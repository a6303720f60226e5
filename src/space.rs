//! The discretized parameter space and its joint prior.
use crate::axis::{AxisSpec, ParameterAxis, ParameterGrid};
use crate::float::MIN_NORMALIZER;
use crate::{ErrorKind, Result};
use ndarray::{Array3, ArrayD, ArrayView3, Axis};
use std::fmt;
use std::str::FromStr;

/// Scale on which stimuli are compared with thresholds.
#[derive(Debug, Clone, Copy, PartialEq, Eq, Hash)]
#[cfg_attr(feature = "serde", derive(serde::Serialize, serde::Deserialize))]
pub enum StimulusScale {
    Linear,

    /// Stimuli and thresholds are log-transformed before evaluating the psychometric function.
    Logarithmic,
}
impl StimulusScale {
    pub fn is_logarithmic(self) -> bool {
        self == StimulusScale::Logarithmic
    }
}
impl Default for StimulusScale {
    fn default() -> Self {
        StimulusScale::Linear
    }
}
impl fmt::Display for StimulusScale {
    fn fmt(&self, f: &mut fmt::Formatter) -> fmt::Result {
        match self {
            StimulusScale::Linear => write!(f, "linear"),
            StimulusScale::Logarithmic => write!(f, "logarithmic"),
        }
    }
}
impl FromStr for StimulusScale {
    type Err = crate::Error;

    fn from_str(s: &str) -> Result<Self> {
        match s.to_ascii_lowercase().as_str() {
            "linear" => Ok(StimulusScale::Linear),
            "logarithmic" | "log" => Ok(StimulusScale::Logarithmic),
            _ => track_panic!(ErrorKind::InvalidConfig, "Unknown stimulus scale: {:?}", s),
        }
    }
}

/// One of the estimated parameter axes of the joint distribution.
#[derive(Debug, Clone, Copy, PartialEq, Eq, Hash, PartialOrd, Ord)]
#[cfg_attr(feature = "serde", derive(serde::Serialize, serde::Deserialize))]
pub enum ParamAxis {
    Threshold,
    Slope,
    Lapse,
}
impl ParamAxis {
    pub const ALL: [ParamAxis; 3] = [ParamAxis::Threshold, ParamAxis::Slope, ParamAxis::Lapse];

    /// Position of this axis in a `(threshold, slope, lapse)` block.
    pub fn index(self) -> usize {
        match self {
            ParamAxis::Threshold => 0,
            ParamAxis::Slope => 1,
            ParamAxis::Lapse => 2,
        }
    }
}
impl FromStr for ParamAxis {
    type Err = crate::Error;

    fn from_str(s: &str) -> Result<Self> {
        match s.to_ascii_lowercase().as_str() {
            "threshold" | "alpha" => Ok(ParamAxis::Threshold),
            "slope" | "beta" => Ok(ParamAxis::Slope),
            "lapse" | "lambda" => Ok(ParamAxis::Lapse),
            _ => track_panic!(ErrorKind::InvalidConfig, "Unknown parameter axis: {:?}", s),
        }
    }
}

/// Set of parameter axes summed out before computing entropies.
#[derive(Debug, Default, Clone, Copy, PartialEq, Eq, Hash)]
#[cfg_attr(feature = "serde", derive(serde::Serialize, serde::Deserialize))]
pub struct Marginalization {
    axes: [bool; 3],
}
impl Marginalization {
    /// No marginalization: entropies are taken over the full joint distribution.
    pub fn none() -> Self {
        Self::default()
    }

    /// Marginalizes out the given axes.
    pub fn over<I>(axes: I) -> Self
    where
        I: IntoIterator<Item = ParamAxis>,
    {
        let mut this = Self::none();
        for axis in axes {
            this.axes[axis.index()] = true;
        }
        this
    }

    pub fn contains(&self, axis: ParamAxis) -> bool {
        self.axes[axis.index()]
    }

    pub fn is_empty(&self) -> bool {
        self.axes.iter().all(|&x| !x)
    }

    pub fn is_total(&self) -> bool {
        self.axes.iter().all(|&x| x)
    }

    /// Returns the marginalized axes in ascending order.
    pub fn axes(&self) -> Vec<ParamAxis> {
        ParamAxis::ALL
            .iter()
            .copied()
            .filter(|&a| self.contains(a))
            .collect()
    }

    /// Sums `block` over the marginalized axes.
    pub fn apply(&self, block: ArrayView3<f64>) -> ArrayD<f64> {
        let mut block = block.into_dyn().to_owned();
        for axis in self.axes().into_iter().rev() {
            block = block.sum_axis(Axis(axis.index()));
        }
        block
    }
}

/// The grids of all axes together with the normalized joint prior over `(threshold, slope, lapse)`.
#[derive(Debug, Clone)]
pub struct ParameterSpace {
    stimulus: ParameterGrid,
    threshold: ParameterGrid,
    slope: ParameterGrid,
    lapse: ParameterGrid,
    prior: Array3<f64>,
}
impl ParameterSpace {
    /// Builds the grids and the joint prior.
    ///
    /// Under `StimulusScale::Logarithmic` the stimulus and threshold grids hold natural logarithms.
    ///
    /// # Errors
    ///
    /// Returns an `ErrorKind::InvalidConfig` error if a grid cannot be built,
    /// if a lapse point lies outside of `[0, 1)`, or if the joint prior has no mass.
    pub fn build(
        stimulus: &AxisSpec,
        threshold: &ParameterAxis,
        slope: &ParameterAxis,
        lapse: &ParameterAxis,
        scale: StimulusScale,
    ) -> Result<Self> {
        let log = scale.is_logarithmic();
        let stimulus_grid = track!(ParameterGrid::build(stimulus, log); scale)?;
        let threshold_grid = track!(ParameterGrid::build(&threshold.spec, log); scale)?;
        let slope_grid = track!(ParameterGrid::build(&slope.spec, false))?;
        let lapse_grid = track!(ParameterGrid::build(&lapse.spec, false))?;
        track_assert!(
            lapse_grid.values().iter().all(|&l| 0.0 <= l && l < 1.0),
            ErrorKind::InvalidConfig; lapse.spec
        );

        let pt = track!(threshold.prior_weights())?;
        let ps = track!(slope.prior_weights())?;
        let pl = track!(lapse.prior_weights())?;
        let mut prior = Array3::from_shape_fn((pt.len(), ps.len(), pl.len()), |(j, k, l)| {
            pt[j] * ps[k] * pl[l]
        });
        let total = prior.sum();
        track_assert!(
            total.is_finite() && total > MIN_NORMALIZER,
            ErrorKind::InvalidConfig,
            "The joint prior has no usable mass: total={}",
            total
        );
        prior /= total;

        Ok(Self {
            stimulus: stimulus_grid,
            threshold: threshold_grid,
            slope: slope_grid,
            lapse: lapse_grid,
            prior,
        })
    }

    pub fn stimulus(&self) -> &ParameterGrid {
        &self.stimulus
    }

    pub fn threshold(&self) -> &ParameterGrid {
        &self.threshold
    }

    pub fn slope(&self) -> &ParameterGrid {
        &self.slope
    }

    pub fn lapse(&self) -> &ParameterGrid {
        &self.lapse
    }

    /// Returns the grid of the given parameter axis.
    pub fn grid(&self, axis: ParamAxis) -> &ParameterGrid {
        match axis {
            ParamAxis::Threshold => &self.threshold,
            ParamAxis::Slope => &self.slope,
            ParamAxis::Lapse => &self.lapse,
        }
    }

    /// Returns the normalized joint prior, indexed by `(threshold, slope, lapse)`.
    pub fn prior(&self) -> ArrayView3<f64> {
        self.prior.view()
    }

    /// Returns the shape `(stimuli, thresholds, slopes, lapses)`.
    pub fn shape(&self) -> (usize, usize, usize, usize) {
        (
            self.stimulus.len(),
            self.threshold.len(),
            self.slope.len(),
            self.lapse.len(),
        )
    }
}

#### Description of the task
Retype each line of the listing exactly as it was given above.

#### Exercise result
repository a6303720f60226e5
filename src/space.rs
//! The discretized parameter space and its joint prior.
use crate::axis::{AxisSpec, ParameterAxis, ParameterGrid};
use crate::float::MIN_NORMALIZER;
use crate::{ErrorKind, Result};
use ndarray::{Array3, ArrayD, ArrayView3, Axis};
use std::fmt;
use std::str::FromStr;

/// Scale on which stimuli are compared with thresholds.
#[derive(Debug, Clone, Copy, PartialEq, Eq, Hash)]
#[cfg_attr(feature = "serde", derive(serde::Serialize, serde::Deserialize))]
pub enum StimulusScale {
    Linear,

    /// Stimuli and thresholds are log-transformed before evaluating the psychometric function.
    Logarithmic,
}
impl StimulusScale {
    pub fn is_logarithmic(self) -> bool {
        self == StimulusScale::Logarithmic
    }
}
impl Default for StimulusScale {
    fn default() -> Self {
        StimulusScale::Linear
    }
}
impl fmt::Display for StimulusScale {
    fn fmt(&self, f: &mut fmt::Formatter) -> fmt::Result {
        match self {
            StimulusScale::Linear => write!(f, "linear"),
            StimulusScale::Logarithmic => write!(f, "logarithmic"),
        }
    }
}
impl FromStr for StimulusScale {
    type Err = crate::Error;

    fn from_str(s: &str) -> Result<Self> {
        match s.to_ascii_lowercase().as_str() {
            "linear" => Ok(StimulusScale::Linear),
            "logarithmic" | "log" => Ok(StimulusScale::Logarithmic),
            _ => track_panic!(ErrorKind::InvalidConfig, "Unknown stimulus scale: {:?}", s),
        }
    }
}

/// One of the estimated parameter axes of the joint distribution.
#[derive(Debug, Clone, Copy, PartialEq, Eq, Hash, PartialOrd, Ord)]
#[cfg_attr(feature = "serde", derive(serde::Serialize, serde::Deserialize))]
pub enum ParamAxis {
    Threshold,
    Slope,
    Lapse,
}
impl ParamAxis {
    pub const ALL: [ParamAxis; 3] = [ParamAxis::Threshold, ParamAxis::Slope, ParamAxis::Lapse];

    /// Position of this axis in a `(threshold, slope, lapse)` block.
    pub fn index(self) -> usize {
        match self {
            ParamAxis::Threshold => 0,
            ParamAxis::Slope => 1,
            ParamAxis::Lapse => 2,
        }
    }
}
impl FromStr for ParamAxis {
    type Err = crate::Error;

    fn from_str(s: &str) -> Result<Self> {
        match s.to_ascii_lowercase().as_str() {
            "threshold" | "alpha" => Ok(ParamAxis::Threshold),
            "slope" | "beta" => Ok(ParamAxis::Slope),
            "lapse" | "lambda" => Ok(ParamAxis::Lapse),
            _ => track_panic!(ErrorKind::InvalidConfig, "Unknown parameter axis: {:?}", s),
        }
    }
}

/// Set of parameter axes summed out before computing entropies.
#[derive(Debug, Default, Clone, Copy, PartialEq, Eq, Hash)]
#[cfg_attr(feature = "serde", derive(serde::Serialize, serde::Deserialize))]
pub struct Marginalization {
    axes: [bool; 3],
}
impl Marginalization {
    /// No marginalization: entropies are taken over the full joint distribution.
    pub fn none() -> Self {
        Self::default()
    }

    /// Marginalizes out the given axes.
    pub fn over<I>(axes: I) -> Self
    where
        I: IntoIterator<Item = ParamAxis>,
    {
        let mut this = Self::none();
        for axis in axes {
            this.axes[axis.index()] = true;
        }
        this
    }

    pub fn contains(&self, axis: ParamAxis) -> bool {
        self.axes[axis.index()]
    }

    pub fn is_empty(&self) -> bool {
        self.axes.iter().all(|&x| !x)
    }

    pub fn is_total(&self) -> bool {
        self.axes.iter().all(|&x| x)
    }

    /// Returns the marginalized axes in ascending order.
    pub fn axes(&self) -> Vec<ParamAxis> {
        ParamAxis::ALL
            .iter()
            .copied()
            .filter(|&a| self.contains(a))
            .collect()
    }

    /// Sums `block` over the marginalized axes.
    pub fn apply(&self, block: ArrayView3<f64>) -> ArrayD<f64> {
        let mut block = block.into_dyn().to_owned();
        for axis in self.axes().into_iter().rev() {
            block = block.sum_axis(Axis(axis.index()));
        }
        block
    }
}

/// The grids of all axes together with the normalized joint prior over `(threshold, slope, lapse)`.
#[derive(Debug, Clone)]
pub struct ParameterSpace {
    stimulus: ParameterGrid,
    threshold: ParameterGrid,
    slope: ParameterGrid,
    lapse: ParameterGrid,
    prior: Array3<f64>,
}
impl ParameterSpace {
    /// Builds the grids and the joint prior.
    ///
    /// Under `StimulusScale::Logarithmic` the stimulus and threshold grids hold natural logarithms.
    ///
    /// # Errors
    ///
    /// Returns an `ErrorKind::InvalidConfig` error if a grid cannot be built,
    /// if a lapse point lies outside of `[0, 1)`, or if the joint prior has no mass.
    pub fn build(
        stimulus: &AxisSpec,
        threshold: &ParameterAxis,
        slope: &ParameterAxis,
        lapse: &ParameterAxis,
        scale: StimulusScale,
    ) -> Result<Self> {
        let log = scale.is_logarithmic();
        let stimulus_grid = track!(ParameterGrid::build(stimulus, log); scale)?;
        let threshold_grid = track!(ParameterGrid::build(&threshold.spec, log); scale)?;
        let slope_grid = track!(ParameterGrid::build(&slope.spec, false))?;
        let lapse_grid = track!(ParameterGrid::build(&lapse.spec, false))?;
        track_assert!(
            lapse_grid.values().iter().all(|&l| 0.0 <= l && l < 1.0),
            ErrorKind::InvalidConfig; lapse.spec
        );

        let pt = track!(threshold.prior_weights())?;
        let ps = track!(slope.prior_weights())?;
        let pl = track!(lapse.prior_weights())?;
        let mut prior = Array3::from_shape_fn((pt.len(), ps.len(), pl.len()), |(j, k, l)| {
            pt[j] * ps[k] * pl[l]
        });
        let total = prior.sum();
        track_assert!(
            total.is_finite() && total > MIN_NORMALIZER,
            ErrorKind::InvalidConfig,
            "The joint prior has no usable mass: total={}",
            total
        );
        prior /= total;

        Ok(Self {
            stimulus: stimulus_grid,
            threshold: threshold_grid,
            slope: slope_grid,
            lapse: lapse_grid,
            prior,
        })
    }

    pub fn stimulus(&self) -> &ParameterGrid {
        &self.stimulus
    }

    pub fn threshold(&self) -> &ParameterGrid {
        &self.threshold
    }

    pub fn slope(&self) -> &ParameterGrid {
        &self.slope
    }

    pub fn lapse(&self) -> &ParameterGrid {
        &self.lapse
    }

    /// Returns the grid of the given parameter axis.
    pub fn grid(&self, axis: ParamAxis) -> &ParameterGrid {
        match axis {
            ParamAxis::Threshold => &self.threshold,
            ParamAxis::Slope => &self.slope,
            ParamAxis::Lapse => &self.lapse,
        }
    }

    /// Returns the normalized joint prior, indexed by `(threshold, slope, lapse)`.
    pub fn prior(&self) -> ArrayView3<f64> {
        self.prior.view()
    }

    /// Returns the shape `(stimuli, thresholds, slopes, lapses)`.
    pub fn shape(&self) -> (usize, usize, usize, usize) {
        (
            self.stimulus.len(),
            self.threshold.len(),
            self.slope.len(),
            self.lapse.len(),
        )
    }
}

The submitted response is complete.